Source: washingtontimes.com
at 20:04 on January 11th, 2010
Obama's Havoc to the Intel System - Washington Times editorial. President Obama blamed "the system" for failing to stop al Qaeda's Christmas Day bombing plot. The weakness with that excuse is that Mr. Obama fails to connect the dots between the systemic failure and his administration's year-long record of destroying the morale of the intelligence community. The intelligence process works in large part because of trust. A reliable sense of confidence must exist between superiors and subordinates, agents and sources, and the intelligence community and policy makers. Without trust, people will not take the risks needed to do their jobs successfully. Mr. Obama has destroyed this sense of trust. On his watch, the intelligence community has suffered a year of body blows. He made great theater of signing an executive order closing the terrorist detainee facility at Guantanamo Bay, Cuba. In April, the president authorized the release of the so-called "torture memos" on enhanced interrogation techniques used against detainees, and suggested that Congress establish a bipartisan review panel to look into the authorization of extraordinary interrogation methods. Mr. Obama said, "for those who carried out ... these operations within the four corners of legal opinions or guidance ... provided from the White House, I do not think it's appropriate for them to be prosecuted." He then authorized Attorney General Eric H. Holder Jr. to begin an investigation, even though career prosecutors at the Justice Department already had examined the circumstances and found no CIA violations of law.

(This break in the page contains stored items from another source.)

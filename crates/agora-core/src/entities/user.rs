//! User entity - an account identity

use chrono::{DateTime, Utc};

use crate::value_objects::Snowflake;

/// User account
///
/// Referenced by every other entity; never hard-deleted.
#[derive(Debug, Clone, PartialEq, Eq)]
pub struct User {
    pub id: Snowflake,
    pub name: String,
    pub email: String,
    pub image: Option<String>,
    pub email_verified: bool,
    pub created_at: DateTime<Utc>,
    pub updated_at: DateTime<Utc>,
}

impl User {
    /// Create a new User
    pub fn new(id: Snowflake, name: String, email: String) -> Self {
        let now = Utc::now();
        Self {
            id,
            name,
            email,
            image: None,
            email_verified: false,
            created_at: now,
            updated_at: now,
        }
    }

    /// Update the display name
    pub fn set_name(&mut self, name: String) {
        self.name = name;
        self.updated_at = Utc::now();
    }

    /// Update the profile image
    pub fn set_image(&mut self, image: Option<String>) {
        self.image = image;
        self.updated_at = Utc::now();
    }

    /// Mark the email address as verified
    pub fn mark_verified(&mut self) {
        self.email_verified = true;
        self.updated_at = Utc::now();
    }
}

/// Generate a random token for password-reset and email-verification links
pub fn generate_token() -> String {
    use rand::Rng;

    const CHARSET: &[u8] = b"ABCDEFGHIJKLMNOPQRSTUVWXYZabcdefghijklmnopqrstuvwxyz0123456789";
    const TOKEN_LEN: usize = 48;

    let mut rng = rand::thread_rng();
    (0..TOKEN_LEN)
        .map(|_| CHARSET[rng.gen_range(0..CHARSET.len())] as char)
        .collect()
}

#[cfg(test)]
mod tests {
    use super::*;

    #[test]
    fn test_user_creation() {
        let user = User::new(
            Snowflake::new(1),
            "Ada".to_string(),
            "ada@example.com".to_string(),
        );
        assert_eq!(user.name, "Ada");
        assert!(!user.email_verified);
        assert!(user.image.is_none());
    }

    #[test]
    fn test_mark_verified() {
        let mut user = User::new(
            Snowflake::new(1),
            "Ada".to_string(),
            "ada@example.com".to_string(),
        );
        user.mark_verified();
        assert!(user.email_verified);
    }

    #[test]
    fn test_generate_token_shape() {
        let token = generate_token();
        assert_eq!(token.len(), 48);
        assert!(token.chars().all(|c| c.is_ascii_alphanumeric()));
        assert_ne!(token, generate_token());
    }
}
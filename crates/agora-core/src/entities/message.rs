//! Message entity - a direct message between two users

use chrono::{DateTime, Utc};

use crate::value_objects::Snowflake;

/// Direct message
///
/// There is no thread entity; conversations are derived at read time by
/// grouping messages by the counterpart user.
#[derive(Debug, Clone, PartialEq, Eq)]
pub struct Message {
    pub id: Snowflake,
    pub sender_id: Snowflake,
    pub receiver_id: Snowflake,
    pub content: String,
    pub read: bool,
    pub shared_post_id: Option<Snowflake>,
    pub created_at: DateTime<Utc>,
}

impl Message {
    /// Create a new unread Message
    pub fn new(id: Snowflake, sender_id: Snowflake, receiver_id: Snowflake, content: String) -> Self {
        Self {
            id,
            sender_id,
            receiver_id,
            content,
            read: false,
            shared_post_id: None,
            created_at: Utc::now(),
        }
    }

    /// Attach a shared-post reference
    pub fn with_shared_post(mut self, shared_post_id: Snowflake) -> Self {
        self.shared_post_id = Some(shared_post_id);
        self
    }

    /// The other participant from `user_id`'s point of view
    #[inline]
    pub fn counterpart(&self, user_id: Snowflake) -> Snowflake {
        if self.sender_id == user_id {
            self.receiver_id
        } else {
            self.sender_id
        }
    }

    /// Whether this message is unread from the receiver's side
    #[inline]
    pub fn is_unread_for(&self, user_id: Snowflake) -> bool {
        self.receiver_id == user_id && !self.read
    }
}

#[cfg(test)]
mod tests {
    use super::*;

    #[test]
    fn test_message_creation() {
        let msg = Message::new(
            Snowflake::new(1),
            Snowflake::new(10),
            Snowflake::new(20),
            "hey".to_string(),
        );
        assert!(!msg.read);
        assert!(msg.shared_post_id.is_none());
    }

    #[test]
    fn test_counterpart() {
        let msg = Message::new(
            Snowflake::new(1),
            Snowflake::new(10),
            Snowflake::new(20),
            "hey".to_string(),
        );
        assert_eq!(msg.counterpart(Snowflake::new(10)), Snowflake::new(20));
        assert_eq!(msg.counterpart(Snowflake::new(20)), Snowflake::new(10));
    }

    #[test]
    fn test_unread_direction() {
        let msg = Message::new(
            Snowflake::new(1),
            Snowflake::new(10),
            Snowflake::new(20),
            "hey".to_string(),
        );
        assert!(msg.is_unread_for(Snowflake::new(20)));
        assert!(!msg.is_unread_for(Snowflake::new(10)));
    }
}
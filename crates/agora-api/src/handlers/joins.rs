//! Join workflow handlers
//!
//! Joining a group and reviewing private-group join requests.

use axum::{
    extract::{Path, State},
    Json,
};
use agora_service::{
    JoinOutcome, JoinRequestResponse, JoinService, MemberResponse, ReviewJoinRequest,
    StatusResponse,
};

use crate::extractors::AuthUser;
use crate::response::{ApiResult, Created, NoContent};
use crate::state::AppState;

use super::parse_path_id;

/// Either an immediate membership or a pending request
pub enum JoinReply {
    Joined(Box<MemberResponse>),
    Requested(StatusResponse),
}

impl axum::response::IntoResponse for JoinReply {
    fn into_response(self) -> axum::response::Response {
        match self {
            Self::Joined(member) => Created(Json(*member)).into_response(),
            Self::Requested(status) => {
                crate::response::Accepted(Json(status)).into_response()
            }
        }
    }
}

/// Join a group (public: immediate; private: pending request)
///
/// POST /groups/{group_id}/join
pub async fn join_group(
    State(state): State<AppState>,
    auth: AuthUser,
    Path(group_id): Path<String>,
) -> ApiResult<JoinReply> {
    let group_id = parse_path_id(&group_id, "group_id")?;

    let service = JoinService::new(state.service_context());
    let outcome = service.request_join(group_id, auth.user_id).await?;

    Ok(match outcome {
        JoinOutcome::Joined(member) => JoinReply::Joined(member),
        JoinOutcome::Requested => JoinReply::Requested(StatusResponse::new(
            "Join request sent. An admin will review your request.",
        )),
    })
}

/// Pending join requests for a group
///
/// GET /groups/{group_id}/requests
pub async fn list_join_requests(
    State(state): State<AppState>,
    auth: AuthUser,
    Path(group_id): Path<String>,
) -> ApiResult<Json<Vec<JoinRequestResponse>>> {
    let group_id = parse_path_id(&group_id, "group_id")?;

    let service = JoinService::new(state.service_context());
    let response = service.list_pending(group_id, auth.user_id).await?;
    Ok(Json(response))
}

/// Accept or reject a pending join request
///
/// PUT /groups/{group_id}/requests/{user_id}
pub async fn review_join_request(
    State(state): State<AppState>,
    auth: AuthUser,
    Path((group_id, user_id)): Path<(String, String)>,
    Json(request): Json<ReviewJoinRequest>,
) -> ApiResult<axum::response::Response> {
    use axum::response::IntoResponse;

    let group_id = parse_path_id(&group_id, "group_id")?;
    let user_id = parse_path_id(&user_id, "user_id")?;

    let service = JoinService::new(state.service_context());
    let member = service
        .review(group_id, auth.user_id, user_id, request.action)
        .await?;

    Ok(match member {
        Some(member) => Created(Json(member)).into_response(),
        None => NoContent.into_response(),
    })
}
//! Response types and error handling for API endpoints
//!
//! The single error convention for the whole API: every failure becomes
//! `{"error": {"code", "message", "details?"}}` with the status code
//! derived in one place.

use axum::{
    http::StatusCode,
    response::{IntoResponse, Response},
    Json,
};
use agora_common::AppError;
use agora_core::DomainError;
use agora_service::ServiceError;
use serde::Serialize;
use thiserror::Error;
use tracing::error;
use validator::ValidationErrors;

/// API error type for consistent error responses
#[derive(Debug, Error)]
pub enum ApiError {
    #[error("{0}")]
    App(#[from] AppError),

    #[error("{0}")]
    Service(#[from] ServiceError),

    #[error("{0}")]
    Domain(#[from] DomainError),

    #[error("Validation error: {0}")]
    Validation(#[from] ValidationErrors),

    #[error("Invalid path parameter: {0}")]
    InvalidPath(String),

    #[error("Invalid query parameter: {0}")]
    InvalidQuery(String),

    #[error("Missing authorization header")]
    MissingAuth,

    #[error("Invalid authorization header format")]
    InvalidAuthFormat,

    #[error("Internal server error")]
    Internal(#[source] anyhow::Error),
}

impl ApiError {
    /// Get HTTP status code for this error
    #[must_use]
    pub fn status_code(&self) -> StatusCode {
        match self {
            Self::App(e) => {
                StatusCode::from_u16(e.status_code()).unwrap_or(StatusCode::INTERNAL_SERVER_ERROR)
            }
            Self::Service(e) => {
                StatusCode::from_u16(e.status_code()).unwrap_or(StatusCode::INTERNAL_SERVER_ERROR)
            }
            Self::Domain(e) => {
                if e.is_not_found() {
                    StatusCode::NOT_FOUND
                } else if e.is_authorization() {
                    StatusCode::FORBIDDEN
                } else if e.is_validation() {
                    StatusCode::BAD_REQUEST
                } else if e.is_conflict() {
                    StatusCode::CONFLICT
                } else {
                    StatusCode::INTERNAL_SERVER_ERROR
                }
            }
            Self::Validation(_) | Self::InvalidPath(_) | Self::InvalidQuery(_) => {
                StatusCode::BAD_REQUEST
            }
            Self::MissingAuth | Self::InvalidAuthFormat => StatusCode::UNAUTHORIZED,
            Self::Internal(_) => StatusCode::INTERNAL_SERVER_ERROR,
        }
    }

    /// Get error code for API responses
    #[must_use]
    pub fn error_code(&self) -> &str {
        match self {
            Self::App(e) => e.error_code(),
            Self::Service(e) => e.error_code(),
            Self::Domain(e) => e.code(),
            Self::Validation(_) => "VALIDATION_ERROR",
            Self::InvalidPath(_) => "INVALID_PATH_PARAMETER",
            Self::InvalidQuery(_) => "INVALID_QUERY_PARAMETER",
            Self::MissingAuth => "MISSING_AUTHORIZATION",
            Self::InvalidAuthFormat => "INVALID_AUTHORIZATION_FORMAT",
            Self::Internal(_) => "INTERNAL_ERROR",
        }
    }

    /// Create an internal error from any error
    pub fn internal(err: impl Into<anyhow::Error>) -> Self {
        Self::Internal(err.into())
    }

    /// Create an invalid path-parameter error
    pub fn invalid_path(msg: impl Into<String>) -> Self {
        Self::InvalidPath(msg.into())
    }

    /// Create an invalid query-parameter error
    pub fn invalid_query(msg: impl Into<String>) -> Self {
        Self::InvalidQuery(msg.into())
    }
}

/// Error response body
#[derive(Debug, Serialize)]
pub struct ErrorBody {
    pub error: ErrorDetail,
}

/// Error detail for API responses
#[derive(Debug, Serialize)]
pub struct ErrorDetail {
    pub code: String,
    pub message: String,
    #[serde(skip_serializing_if = "Option::is_none")]
    pub details: Option<serde_json::Value>,
}

impl IntoResponse for ApiError {
    fn into_response(self) -> Response {
        let status = self.status_code();
        let code = self.error_code().to_string();
        let message = self.to_string();

        // Log server errors
        if status.is_server_error() {
            error!(error = ?self, "Server error occurred");
        }

        // Attach field details for validation errors
        let details = if let Self::Validation(errors) = &self {
            Some(serde_json::to_value(errors).unwrap_or_default())
        } else {
            None
        };

        let body = ErrorBody {
            error: ErrorDetail {
                code,
                message,
                details,
            },
        };

        (status, Json(body)).into_response()
    }
}

/// Type alias for API results
pub type ApiResult<T> = Result<T, ApiError>;

/// Created response (201) with JSON body
pub struct Created<T>(pub T);

impl<T: IntoResponse> IntoResponse for Created<T> {
    fn into_response(self) -> Response {
        let mut response = self.0.into_response();
        *response.status_mut() = StatusCode::CREATED;
        response
    }
}

/// Accepted response (202) with JSON body
pub struct Accepted<T>(pub T);

impl<T: IntoResponse> IntoResponse for Accepted<T> {
    fn into_response(self) -> Response {
        let mut response = self.0.into_response();
        *response.status_mut() = StatusCode::ACCEPTED;
        response
    }
}

/// No content response (204)
pub struct NoContent;

impl IntoResponse for NoContent {
    fn into_response(self) -> Response {
        StatusCode::NO_CONTENT.into_response()
    }
}

#[cfg(test)]
mod tests {
    use super::*;

    #[test]
    fn test_api_error_status_codes() {
        assert_eq!(ApiError::MissingAuth.status_code(), StatusCode::UNAUTHORIZED);
        assert_eq!(
            ApiError::InvalidPath("test".to_string()).status_code(),
            StatusCode::BAD_REQUEST
        );
        assert_eq!(
            ApiError::Domain(DomainError::AlreadyMember).status_code(),
            StatusCode::CONFLICT
        );
        assert_eq!(
            ApiError::Domain(DomainError::SlugTaken).status_code(),
            StatusCode::BAD_REQUEST
        );
        assert_eq!(
            ApiError::Domain(DomainError::CannotRemoveOwner).status_code(),
            StatusCode::FORBIDDEN
        );
    }

    #[test]
    fn test_api_error_codes() {
        assert_eq!(ApiError::MissingAuth.error_code(), "MISSING_AUTHORIZATION");
        assert_eq!(
            ApiError::Domain(DomainError::AlreadyRequested).error_code(),
            "ALREADY_REQUESTED"
        );
    }
}
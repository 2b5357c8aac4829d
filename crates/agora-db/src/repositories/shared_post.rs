//! PostgreSQL implementation of SharedPostRepository

use async_trait::async_trait;
use sqlx::PgPool;
use tracing::instrument;

use agora_core::entities::SharedPost;
use agora_core::traits::{RepoResult, SharedPostRepository};
use agora_core::value_objects::Snowflake;

use crate::models::SharedPostModel;

use super::error::map_db_error;

/// PostgreSQL implementation of SharedPostRepository
#[derive(Clone)]
pub struct PgSharedPostRepository {
    pool: PgPool,
}

impl PgSharedPostRepository {
    /// Create a new PgSharedPostRepository
    pub fn new(pool: PgPool) -> Self {
        Self { pool }
    }
}

#[async_trait]
impl SharedPostRepository for PgSharedPostRepository {
    #[instrument(skip(self))]
    async fn find_by_id(&self, id: Snowflake) -> RepoResult<Option<SharedPost>> {
        let result = sqlx::query_as::<_, SharedPostModel>(
            r"
            SELECT id, post_id, sharer_id, receiver_id, message, created_at
            FROM shared_posts
            WHERE id = $1
            ",
        )
        .bind(id.into_inner())
        .fetch_optional(&self.pool)
        .await
        .map_err(map_db_error)?;

        Ok(result.map(SharedPost::from))
    }

    #[instrument(skip(self, shared))]
    async fn create(&self, shared: &SharedPost) -> RepoResult<()> {
        sqlx::query(
            r"
            INSERT INTO shared_posts (id, post_id, sharer_id, receiver_id, message, created_at)
            VALUES ($1, $2, $3, $4, $5, $6)
            ",
        )
        .bind(shared.id.into_inner())
        .bind(shared.post_id.into_inner())
        .bind(shared.sharer_id.into_inner())
        .bind(shared.receiver_id.into_inner())
        .bind(&shared.message)
        .bind(shared.created_at)
        .execute(&self.pool)
        .await
        .map_err(map_db_error)?;

        Ok(())
    }
}

#[cfg(test)]
mod tests {
    use super::*;

    #[test]
    fn test_repo_is_send_sync() {
        fn assert_send_sync<T: Send + Sync>() {}
        assert_send_sync::<PgSharedPostRepository>();
    }
}
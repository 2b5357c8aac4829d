//! Agora API server entry point
//!
//! Run with:
//! ```bash
//! cargo run -p agora-api
//! ```
//!
//! Configuration is loaded from environment variables (`.env` supported).

use agora_common::{try_init_tracing, AppConfig};
use tracing::{error, info};

#[tokio::main]
async fn main() {
    if let Err(e) = try_init_tracing() {
        eprintln!("Warning: Failed to initialize tracing: {e}");
    }

    if let Err(e) = run().await {
        error!(error = %e, "Server failed to start");
        std::process::exit(1);
    }
}

async fn run() -> Result<(), Box<dyn std::error::Error>> {
    info!("Starting Agora API server...");

    let config = AppConfig::from_env().map_err(|e| {
        error!(error = %e, "Failed to load configuration");
        e
    })?;

    info!(
        env = ?config.app.env,
        port = config.api.port,
        "Configuration loaded"
    );

    agora_api::run(config).await?;

    Ok(())
}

at 20:07 on January 11th, 2010
Let's Take Bureaucracy Out of Intelligence - John Bolton, Wall Street Journal opinion. Although the U.S. intelligence community (IC) has been stung by failures relating to the Christmas terrorist attack, these failures are symptomatic of far larger problems. In analyzing the ongoing Iranian and North Korean nuclear weapons programs, both the IC and policy makers are guilty of politicizing intelligence, exactly the behavior harshly criticized during the Bush administration. Now, however, the politicization threat dwells inside the IC, especially in the Director of National Intelligence (DNI) bureaucracy. Policy officials move in and out of intelligence jobs as if those jobs were interchangeable, carrying all their existing policy biases. Even worse, intelligence officers increasingly disdain to hide their philosophical proclivities, which have colored their intelligence analysis in years past. And, like generals refighting the last war to correct their mistakes, the IC is reacting against charges it overstated the threat of Iraqi weapons of mass destruction by understating the threat of Iranian and North Korean weapons programs. So much for the wall of separation between policy and intelligence. Ill-concealed policy preferences dominated the now-discredited 2007 National Intelligence Estimate (NIE) on Iran's nuclear weapons program. So eager were the NIE's drafters to forestall the use of force against Iran that they distorted the intelligence, ignored contrary evidence, and overstated their conclusions. We are still paying the price for this bureaucratic insurrection, as information emerges about Iran's extensive efforts to conceal its nuclear program.
at 22:27 on January 11th, 2010
As intelligence agencies rush to connect more dots on a page so crowded with dots that they already almost touch, Americans need to focus on the real problem, our foreign policies. We have made ourselves the enemy of over a billion people, nearly a quarter of the world’s population. Aside from President Obama’s Bush-sounding, bombastic speech, there is simply an overload of information: too many names, too many threats from citizens of too many nations. Indeed, overloading our defense systems may be part of al-Qaeda’s strategy.